The Department of Veterans Affairs has blocked Green-Wood Cemetery from placing gravestones on the empty plots, which are currently marked by yellow flags, ruling that only soldiers’ relatives could request a tombstone.
As a result, 1,200 vets of the War Between the States remain in unmarked plots.

"We have to reverse this injustice," said Green-Wood historian Jeff Richman, who has an petition on marktheirgraves.org demanding the feds return to the old rules.

Sen.

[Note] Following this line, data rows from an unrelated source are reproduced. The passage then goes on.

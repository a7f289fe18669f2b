/// analytics/regime.rs — Market-regime classification and signal weighting
///
/// ─────────────────────────────────────────────────────────────────────────
/// MATHEMATICAL SPECIFICATION
/// ─────────────────────────────────────────────────────────────────────────
///
/// HURST EXPONENT (rescaled-range)
///   For each lag n up to min(max_lag, ⌊N/2⌋):
///     split returns into ⌊N/n⌋ disjoint segments; per segment,
///     Y_k = Σ_{i≤k}(r_i − r̄),  R = max(Y) − min(Y),  S = √(Σ(r−r̄)²/n)
///     record (ln n, ln avg(R/S)).
///   H = OLS slope of the log-log points, clamped to [0, 1].
///   Fewer than 3 valid lags → 0.5 (random-walk prior).
///
///   H < 0.5 anti-persistent, H ≈ 0.5 random, H > 0.5 trending.
///
/// AUTOCORRELATION   Pearson autocorrelation of returns at a fixed lag;
///   requires lag + 10 samples, else 0.
///
/// REALIZED VOLATILITY   σ = √(mean(r²) · 252) over the vol window.
///
/// TREND STRENGTH   OLS slope of the last min(50, N) prices against the
///   index, expressed as the total percent move across that window
///   (slope·n/mean·100) and mapped through min(pct/5, 1): a 5% window
///   move saturates the score.
///
/// CLASSIFICATION
///   trending = H > 0.55 ∨ trend > 0.6;  high-vol = min(σ, 1) > 0.6
///   → four base regimes; ambiguous persistence AND slope → TRANSITIONING;
///   too little history → UNKNOWN.
///
/// CONFIDENCE   Fraction of the last 5 classified regimes equal to the
///   current one; 0.3 until 5 classifications exist.
/// ─────────────────────────────────────────────────────────────────────────
use std::collections::VecDeque;

use serde::Serialize;

/// Classified regimes retained for the confidence readout.
const HISTORY_CAP: usize = 50;
/// Returns needed before classification leaves UNKNOWN.
const MIN_RETURNS: usize = 20;
/// Prices regressed for the trend-strength readout.
const TREND_WINDOW: usize = 50;

#[derive(Debug, Clone, Copy, PartialEq, Eq, Serialize)]
pub enum MarketRegime {
    TrendingHighVol,
    TrendingLowVol,
    MeanRevHighVol,
    MeanRevLowVol,
    Transitioning,
    Unknown,
}

impl MarketRegime {
    pub fn label(&self) -> &'static str {
        match self {
            MarketRegime::TrendingHighVol => "TRENDING_HIGH_VOL",
            MarketRegime::TrendingLowVol => "TRENDING_LOW_VOL",
            MarketRegime::MeanRevHighVol => "MEAN_REV_HIGH_VOL",
            MarketRegime::MeanRevLowVol => "MEAN_REV_LOW_VOL",
            MarketRegime::Transitioning => "TRANSITIONING",
            MarketRegime::Unknown => "UNKNOWN",
        }
    }

    /// Per-regime signal weights for the composite score.
    pub fn signal_weights(self) -> SignalWeights {
        match self {
            MarketRegime::TrendingHighVol => SignalWeights {
                momentum: 0.7,
                mean_reversion: 0.2,
                breakout: 0.5,
                volatility_adjust: 1.5,
            },
            MarketRegime::TrendingLowVol => SignalWeights {
                momentum: 0.8,
                mean_reversion: 0.1,
                breakout: 0.6,
                volatility_adjust: 1.0,
            },
            MarketRegime::MeanRevHighVol => SignalWeights {
                momentum: 0.2,
                mean_reversion: 0.7,
                breakout: 0.3,
                volatility_adjust: 1.2,
            },
            MarketRegime::MeanRevLowVol => SignalWeights {
                momentum: 0.3,
                mean_reversion: 0.8,
                breakout: 0.4,
                volatility_adjust: 0.8,
            },
            MarketRegime::Transitioning | MarketRegime::Unknown => SignalWeights {
                momentum: 0.5,
                mean_reversion: 0.5,
                breakout: 0.5,
                volatility_adjust: 1.0,
            },
        }
    }
}

#[derive(Debug, Clone, Copy, Serialize)]
pub struct SignalWeights {
    pub momentum: f64,
    pub mean_reversion: f64,
    pub breakout: f64,
    pub volatility_adjust: f64,
}

#[derive(Debug, Clone, Copy, Serialize)]
pub struct RegimeMetrics {
    pub regime: MarketRegime,
    /// ∈ [0, 1]
    pub hurst: f64,
    /// ∈ [−1, 1]
    pub autocorrelation: f64,
    /// Annualized, ≥ 0
    pub volatility: f64,
    /// ∈ [0, 1]
    pub trend_strength: f64,
    /// ∈ [0, 1]
    pub confidence: f64,
}

/// Per-symbol regime detector over bounded price/return history.
#[derive(Debug)]
pub struct RegimeDetector {
    window: usize,
    max_lag: usize,
    vol_window: usize,
    prices: VecDeque<f64>,
    returns: VecDeque<f64>,
    history: VecDeque<MarketRegime>,
}

impl RegimeDetector {
    pub fn new(window: usize, max_lag: usize, vol_window: usize) -> Self {
        assert!(window >= MIN_RETURNS, "regime window too small to classify");
        assert!(max_lag >= 2, "Hurst needs lags of at least 2");
        Self {
            window,
            max_lag,
            vol_window,
            prices: VecDeque::with_capacity(window),
            returns: VecDeque::with_capacity(window),
            history: VecDeque::with_capacity(HISTORY_CAP),
        }
    }

    /// Feed one price observation and re-classify.
    pub fn on_tick(&mut self, price: f64) -> RegimeMetrics {
        if let Some(&last) = self.prices.back() {
            if last > 0.0 && price > 0.0 {
                self.returns.push_back((price / last).ln());
                if self.returns.len() > self.window {
                    self.returns.pop_front();
                }
            }
        }
        self.prices.push_back(price);
        if self.prices.len() > self.window {
            self.prices.pop_front();
        }

        let hurst = self.hurst();
        let autocorrelation = self.autocorrelation(1);
        let volatility = self.realized_volatility();
        let trend_strength = self.trend_strength();
        let regime = self.classify(hurst, volatility, trend_strength);

        self.history.push_back(regime);
        if self.history.len() > HISTORY_CAP {
            self.history.pop_front();
        }
        let confidence = self.confidence(regime);

        RegimeMetrics { regime, hurst, autocorrelation, volatility, trend_strength, confidence }
    }

    fn classify(&self, hurst: f64, volatility: f64, trend_strength: f64) -> MarketRegime {
        if self.returns.len() < MIN_RETURNS {
            return MarketRegime::Unknown;
        }
        let ambiguous_persistence = hurst > 0.45 && hurst < 0.55;
        let ambiguous_slope = trend_strength > 0.4 && trend_strength < 0.6;
        if ambiguous_persistence && ambiguous_slope {
            return MarketRegime::Transitioning;
        }
        let trending = hurst > 0.55 || trend_strength > 0.6;
        let high_vol = volatility.min(1.0) > 0.6;
        match (trending, high_vol) {
            (true, true) => MarketRegime::TrendingHighVol,
            (true, false) => MarketRegime::TrendingLowVol,
            (false, true) => MarketRegime::MeanRevHighVol,
            (false, false) => MarketRegime::MeanRevLowVol,
        }
    }

    fn confidence(&self, current: MarketRegime) -> f64 {
        if self.history.len() < 5 {
            return 0.3;
        }
        let matching = self
            .history
            .iter()
            .rev()
            .take(5)
            .filter(|&&r| r == current)
            .count();
        matching as f64 / 5.0
    }

    /// Rescaled-range Hurst estimate over the retained returns.
    pub fn hurst(&self) -> f64 {
        let returns: Vec<f64> = self.returns.iter().copied().collect();
        let n = returns.len();
        let max_lag = (n / 2).min(self.max_lag);
        if max_lag < 2 {
            return 0.5;
        }

        let mut points: Vec<(f64, f64)> = Vec::with_capacity(max_lag - 1);
        for lag in 2..=max_lag {
            let segments = n / lag;
            let mut rs_sum = 0.0;
            let mut valid = 0usize;
            for s in 0..segments {
                let seg = &returns[s * lag..(s + 1) * lag];
                let mean = seg.iter().sum::<f64>() / lag as f64;
                let mut cum = 0.0;
                let mut max = f64::NEG_INFINITY;
                let mut min = f64::INFINITY;
                for &r in seg {
                    cum += r - mean;
                    max = max.max(cum);
                    min = min.min(cum);
                }
                let range = max - min;
                let var = seg.iter().map(|r| (r - mean).powi(2)).sum::<f64>() / lag as f64;
                let s_dev = var.sqrt();
                if s_dev > 1e-12 {
                    rs_sum += range / s_dev;
                    valid += 1;
                }
            }
            if valid > 0 {
                let avg_rs = rs_sum / valid as f64;
                if avg_rs > 0.0 {
                    points.push(((lag as f64).ln(), avg_rs.ln()));
                }
            }
        }

        if points.len() < 3 {
            return 0.5;
        }
        ols_slope(&points).clamp(0.0, 1.0)
    }

    /// Pearson autocorrelation of returns at `lag`; 0 with short history.
    pub fn autocorrelation(&self, lag: usize) -> f64 {
        let r: Vec<f64> = self.returns.iter().copied().collect();
        let n = r.len();
        if lag == 0 || n < lag + 10 {
            return 0.0;
        }
        let mean = r.iter().sum::<f64>() / n as f64;
        let mut num = 0.0;
        for t in lag..n {
            num += (r[t] - mean) * (r[t - lag] - mean);
        }
        let den: f64 = r.iter().map(|x| (x - mean).powi(2)).sum();
        if den < 1e-12 {
            return 0.0;
        }
        (num / den).clamp(-1.0, 1.0)
    }

    /// Annualized realized volatility over the vol window.
    pub fn realized_volatility(&self) -> f64 {
        let n = self.returns.len().min(self.vol_window);
        if n == 0 {
            return 0.0;
        }
        let sq: f64 = self.returns.iter().rev().take(n).map(|r| r * r).sum();
        (sq / n as f64 * 252.0).sqrt()
    }

    /// Regression-slope trend score ∈ [0, 1].
    pub fn trend_strength(&self) -> f64 {
        let n = self.prices.len().min(TREND_WINDOW);
        if n < 2 {
            return 0.0;
        }
        let window: Vec<f64> = self
            .prices
            .iter()
            .rev()
            .take(n)
            .rev()
            .copied()
            .collect();
        let points: Vec<(f64, f64)> = window
            .iter()
            .enumerate()
            .map(|(i, &p)| (i as f64, p))
            .collect();
        let slope = ols_slope(&points);
        let mean = window.iter().sum::<f64>() / n as f64;
        if mean.abs() < 1e-12 {
            return 0.0;
        }
        let pct = (slope * n as f64 / mean).abs() * 100.0;
        (pct / 5.0).min(1.0)
    }

    pub fn reset(&mut self) {
        self.prices.clear();
        self.returns.clear();
        self.history.clear();
    }
}

fn ols_slope(points: &[(f64, f64)]) -> f64 {
    let n = points.len() as f64;
    let x_mean = points.iter().map(|(x, _)| x).sum::<f64>() / n;
    let y_mean = points.iter().map(|(_, y)| y).sum::<f64>() / n;
    let mut num = 0.0;
    let mut den = 0.0;
    for (x, y) in points {
        num += (x - x_mean) * (y - y_mean);
        den += (x - x_mean).powi(2);
    }
    if den.abs() < 1e-12 {
        return 0.0;
    }
    num / den
}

Chuck Schumer has joined the campaign, reaching out to the Secretary of Veterans Affairs Eric Shinseki Tuesday asking the agency to back down.

"All veterans deserve to have their final resting spot marked and honored with a headstone," Schumer said.

Richman estimated there are around 8,000 former Civil War soldiers buried among the roughly 560,000 bodies resting beneath the grass at the city’s largest boneyard.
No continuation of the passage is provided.